Валентайн лишь пожал плечами, и они пошли по следу. Донесшееся издалека в вышине жужжание заставило их укрыться. С юга приближался маленький самолет, который они видели в депо «Ломаного креста».

— Теперь нам не выиграть время, — сказала Дювалье, глядя на самолет-разведчик. — Этой штуке надо не больше часа, чтобы проделать путь, на который у нас ушло несколько дней.

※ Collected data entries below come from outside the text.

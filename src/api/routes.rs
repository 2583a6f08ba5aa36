//! Route table and shared state.

use std::sync::Arc;
use std::time::Duration;

use axum::{
    Router, middleware,
    routing::{get, post},
};

use crate::api::{handlers, middleware as api_middleware};
use crate::config::AppConfig;
use crate::error::Result;
use crate::github::GitHubClient;
use crate::learn::{HeadTracker, RateLimiter, YouTubeClient};
use crate::summary::SummaryService;

/// Shared application state, cloned into every handler.
#[derive(Clone)]
pub struct AppState {
    pub config: Arc<AppConfig>,
    pub github: GitHubClient,
    pub summary: SummaryService,
    pub youtube: Option<YouTubeClient>,
    pub heads: HeadTracker,
    pub limiter: RateLimiter,
}

impl AppState {
    /// Builds clients and services from the configuration.
    pub fn from_config(config: AppConfig) -> Result<Self> {
        let github = GitHubClient::new(&config.github, &config.network)?;
        let youtube = YouTubeClient::from_config(&config.learn, &config.network)?;
        let summary = SummaryService::from_config(&config);
        let limiter = RateLimiter::from_config(&config.learn);

        Ok(Self {
            config: Arc::new(config),
            github,
            summary,
            youtube,
            heads: HeadTracker::new(),
            limiter,
        })
    }

    /// HEAD polling interval of the change stream.
    pub fn poll_interval(&self) -> Duration {
        Duration::from_millis(self.config.learn.poll_interval_ms)
    }
}

/// Builds the complete router: auth, GitHub proxy, learn tools and health.
pub fn create_router(state: AppState) -> Router {
    let cors = api_middleware::cors_layer(&state.config.server);

    let auth = Router::new()
        .route("/github", get(handlers::auth::github_login))
        .route("/github/callback", get(handlers::auth::github_callback));

    let github = Router::new()
        .route("/user", get(handlers::github::user))
        .route("/repos", get(handlers::github::repos))
        .route("/repo", get(handlers::github::repo_info))
        .route("/tree", get(handlers::github::repo_tree))
        .route("/file", get(handlers::github::file_content))
        .route("/issues", get(handlers::github::issues))
        .route("/ai-summary", post(handlers::github::ai_summary))
        .route("/analyze-issue", post(handlers::github::analyze_issue))
        .route("/analyze-repo", post(handlers::github::analyze_repo))
        .route(
            "/create-issue-branch",
            post(handlers::github::create_issue_branch),
        );

    let contextual = Router::new()
        .route("/contextual", get(handlers::learn::contextual))
        .route("/github-contextual", get(handlers::learn::github_contextual))
        .route_layer(middleware::from_fn_with_state(
            state.limiter.clone(),
            api_middleware::limit_requests,
        ));

    let learn = Router::new()
        .route("/tree", get(handlers::learn::local_tree))
        .route("/github-tree", get(handlers::learn::github_tree))
        .route("/resources", get(handlers::learn::resources))
        .route("/status", get(handlers::learn::status))
        .route("/stream", get(handlers::learn::stream))
        .route("/compress", post(handlers::learn::compress))
        .merge(contextual);

    Router::new()
        .route("/test", get(handlers::health::health))
        .nest("/auth", auth)
        .nest("/api/github", github)
        .nest("/api/learn", learn)
        .with_state(state)
        .layer(cors)
        .layer(api_middleware::logging_layer())
}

Как только аэроплан скрылся на севере, Валентайн и Дювалье направились дальше в Дюны но следам, оставленным множеством людей и животных. Они прошли быстрым маршем около часа, затем сделали пятнадцатиминутный перерыв, потом снова пустились в дорогу. Спустя шесть часов даже Валентайн почувствовал, что в горле у него пересохло, а ноги стерлись. Дювалье, которая стонала всякий раз, когда они снимались с привала, эти самые тяжелые мили преодолевала молча.

Был уже вечер, когда они заметили впереди на тропе двух всадников, замыкавших арьергард каравана. Они двигались осторожно, избегая открытых мест, то и дело останавливая лошадей, оглядываясь и прислушиваясь.

— Это и есть кочевники, — заметила Дювалье, возвращая бинокль Валентайну.